Publicité

La belle-mère méprisait la mère de la mariée pour sa vie modeste. Elle ne pouvait imaginer la souffrance que cette femme portait en silence. Lorsqu'elle prit la parole, toute l'assemblée baissa la tête.

Publicité
Publicité

Patricia savourait l'instant.

— Regardez-la. Elle n'avait même pas les moyens de s'acheter une robe décente. Comme vous le savez, le salaire d'une employée de cuisine ne permet pas de se permettre le luxe, ni ici ni ailleurs.

Camila se leva brusquement et sortit en courant de la pièce. Alejandro la suivit, mais Patricia ne prêtait plus attention à personne.
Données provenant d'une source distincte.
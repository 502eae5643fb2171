//! X25519 key agreement, also usable as a KEM through an ephemeral
//! Diffie-Hellman exchange (the encapsulated key is the ephemeral public
//! value).

use crate::crypto::alg_id::AlgorithmIdentifier;
use crate::crypto::kdf::Kdf;
use crate::crypto::pk_keys::{check_provider, OpResult, PrivateKey, PublicKey};
use crate::crypto::pk_ops::{KemDecryptionOp, KemEncryptionOp, KeyAgreementOp};
use crate::error::{CryptoError, Result};
use rand_core::CryptoRngCore;
use x25519_dalek::{EphemeralSecret, PublicKey as X25519Public, SharedSecret, StaticSecret};
use zeroize::Zeroizing;

pub const ALGORITHM_NAME: &str = "Curve25519";

const KEY_LENGTH: usize = 32;

fn to_array(bits: &[u8], what: &str) -> Result<[u8; KEY_LENGTH]> {
    bits.try_into().map_err(|_| {
        CryptoError::Decoding(format!(
            "Invalid {} {} length: expected {}, got {}",
            ALGORITHM_NAME,
            what,
            KEY_LENGTH,
            bits.len()
        ))
    })
}

/// Reject all-zero outputs from small-order peer points.
fn contributory(shared: SharedSecret) -> Result<Zeroizing<[u8; KEY_LENGTH]>> {
    if !shared.was_contributory() {
        return Err(CryptoError::Decoding(format!(
            "{} peer value is of small order",
            ALGORITHM_NAME
        )));
    }
    Ok(Zeroizing::new(shared.to_bytes()))
}

pub struct Curve25519Public {
    public: X25519Public,
}

impl Curve25519Public {
    pub fn from_bits(_alg_id: &AlgorithmIdentifier, key_bits: &[u8]) -> Result<Self> {
        Ok(Self {
            public: X25519Public::from(to_array(key_bits, "public key")?),
        })
    }
}

pub struct Curve25519Private {
    secret: StaticSecret,
    public: X25519Public,
}

impl Curve25519Private {
    pub fn generate(rng: &mut dyn CryptoRngCore) -> Self {
        let secret = StaticSecret::random_from_rng(rng);
        let public = X25519Public::from(&secret);
        Self { secret, public }
    }

    pub fn from_bits(_alg_id: &AlgorithmIdentifier, key_bits: &[u8]) -> Result<Self> {
        let bytes = Zeroizing::new(to_array(key_bits, "private key")?);
        let secret = StaticSecret::from(*bytes);
        let public = X25519Public::from(&secret);
        Ok(Self { secret, public })
    }
}

macro_rules! curve25519_public_common {
    () => {
        fn algorithm_name(&self) -> &'static str {
            ALGORITHM_NAME
        }

        fn algorithm_identifier(&self) -> AlgorithmIdentifier {
            AlgorithmIdentifier::from_name(ALGORITHM_NAME)
        }

        fn public_key_bits(&self) -> Vec<u8> {
            self.public.as_bytes().to_vec()
        }

        fn key_length(&self) -> usize {
            255
        }

        fn estimated_strength(&self) -> usize {
            128
        }

        fn create_kem_encryption_op<'k>(
            &'k self,
            kdf: &str,
            provider: &str,
        ) -> OpResult<dyn KemEncryptionOp + 'k> {
            check_provider(ALGORITHM_NAME, provider)?;
            Ok(Some(Box::new(Curve25519KemEncryptionOp {
                public: &self.public,
                kdf: Kdf::from_name(kdf)?,
            })))
        }
    };
}

impl PublicKey for Curve25519Public {
    curve25519_public_common!();
}

impl PublicKey for Curve25519Private {
    curve25519_public_common!();
}

impl PrivateKey for Curve25519Private {
    fn private_key_bits(&self) -> Zeroizing<Vec<u8>> {
        Zeroizing::new(self.secret.to_bytes().to_vec())
    }

    fn public_key(&self) -> Box<dyn PublicKey> {
        Box::new(Curve25519Public {
            public: self.public,
        })
    }

    fn create_key_agreement_op<'k>(
        &'k self,
        _rng: &mut dyn CryptoRngCore,
        kdf: &str,
        provider: &str,
    ) -> OpResult<dyn KeyAgreementOp + 'k> {
        check_provider(ALGORITHM_NAME, provider)?;
        Ok(Some(Box::new(Curve25519AgreementOp {
            secret: &self.secret,
            kdf: Kdf::from_name(kdf)?,
        })))
    }

    fn create_kem_decryption_op<'k>(
        &'k self,
        _rng: &mut dyn CryptoRngCore,
        kdf: &str,
        provider: &str,
    ) -> OpResult<dyn KemDecryptionOp + 'k> {
        check_provider(ALGORITHM_NAME, provider)?;
        Ok(Some(Box::new(Curve25519AgreementOp {
            secret: &self.secret,
            kdf: Kdf::from_name(kdf)?,
        })))
    }
}

/// Static-key side, shared by agreement and KEM decapsulation.
struct Curve25519AgreementOp<'k> {
    secret: &'k StaticSecret,
    kdf: Kdf,
}

impl Curve25519AgreementOp<'_> {
    fn exchange(&self, key_len: usize, peer: &[u8], salt: &[u8]) -> Result<Zeroizing<Vec<u8>>> {
        let peer = X25519Public::from(to_array(peer, "peer value")?);
        let raw = contributory(self.secret.diffie_hellman(&peer))?;
        self.kdf.derive(key_len, &raw[..], salt)
    }
}

impl KeyAgreementOp for Curve25519AgreementOp<'_> {
    fn agree(
        &self,
        key_len: usize,
        peer_public_value: &[u8],
        salt: &[u8],
    ) -> Result<Zeroizing<Vec<u8>>> {
        self.exchange(key_len, peer_public_value, salt)
    }

    fn agreed_value_size(&self) -> usize {
        KEY_LENGTH
    }
}

impl KemDecryptionOp for Curve25519AgreementOp<'_> {
    fn kem_decrypt(
        &self,
        encapsulated_key: &[u8],
        desired_shared_key_len: usize,
        salt: &[u8],
    ) -> Result<Zeroizing<Vec<u8>>> {
        self.exchange(desired_shared_key_len, encapsulated_key, salt)
    }

    fn shared_key_length(&self, desired_shared_key_len: usize) -> usize {
        self.kdf.output_length(desired_shared_key_len, KEY_LENGTH)
    }
}

struct Curve25519KemEncryptionOp<'k> {
    public: &'k X25519Public,
    kdf: Kdf,
}

impl KemEncryptionOp for Curve25519KemEncryptionOp<'_> {
    fn kem_encrypt(
        &self,
        desired_shared_key_len: usize,
        rng: &mut dyn CryptoRngCore,
        salt: &[u8],
    ) -> Result<(Vec<u8>, Zeroizing<Vec<u8>>)> {
        let ephemeral = EphemeralSecret::random_from_rng(rng);
        let encapsulated = X25519Public::from(&ephemeral);
        let raw = contributory(ephemeral.diffie_hellman(self.public))?;
        let shared = self.kdf.derive(desired_shared_key_len, &raw[..], salt)?;
        Ok((encapsulated.as_bytes().to_vec(), shared))
    }

    fn shared_key_length(&self, desired_shared_key_len: usize) -> usize {
        self.kdf.output_length(desired_shared_key_len, KEY_LENGTH)
    }

    fn encapsulated_key_length(&self) -> usize {
        KEY_LENGTH
    }
}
« Mais peu importe », a-t-il ajouté. « C’est la fille qui a gagné. Elle n’aura pas à faire la vaisselle jusqu’à la retraite comme sa mère. Elle vivra dans le luxe. À nos frais. »

Un silence pesant s'abattit sur la pièce. On entendait le grincement des chaises. Une amie de Patricia tenta de l'interrompre en lui touchant le bras, mais elle se dégagea, posa le micro sur la table et se laissa aller, satisfaite, dans son fauteuil. Elle avait dit tout ce qu'elle avait à dire.

Elena se leva lentement. Sans précipitation. Sans larmes. Elle plia soigneusement sa serviette, la posa à côté de son assiette et regarda Patricia droit dans les yeux.

— Merci pour votre franchise, dit-elle à voix basse, mais assez fort pour que tout le monde l'entende.

« J’ai toujours appris à ma fille que le travail honnête n’est pas une honte. Pendant trente ans, j’ai nourri des enfants. Et je n’en ai pas honte. La vraie pauvreté, c’est le vide dans le cœur. Et ça, on ne peut pas le cacher avec des comptes en banque ou des bijoux. »

Patricia esquissa un sourire moqueur, prête à répondre, mais Elena poursuivait déjà sa phrase.
Elena se redressa lentement et fit un pas en avant. Elle ne haussa pas la voix. Ce n'était pas nécessaire.

« Il aurait peut-être été plus simple pour tout le monde que je me taise », poursuivit-il. « Que j’aie souri et encaissé leurs insultes. Mais parfois, le silence devient une forme de lâcheté. »

Pas un bruit ne se faisait entendre dans la pièce. Même ceux qui avaient ri nerveusement quelques instants auparavant restaient immobiles.

— Oui, j'ai travaillé dans une cantine scolaire. Et j'en suis fière. Jour après jour, pendant de nombreuses années, je veillais à ce que les enfants aient un repas chaud. Qu'ils aient leur déjeuner, même quand il n'y avait peut-être rien à manger à la maison. Je le faisais avec dignité. Avec respect pour moi-même et pour eux.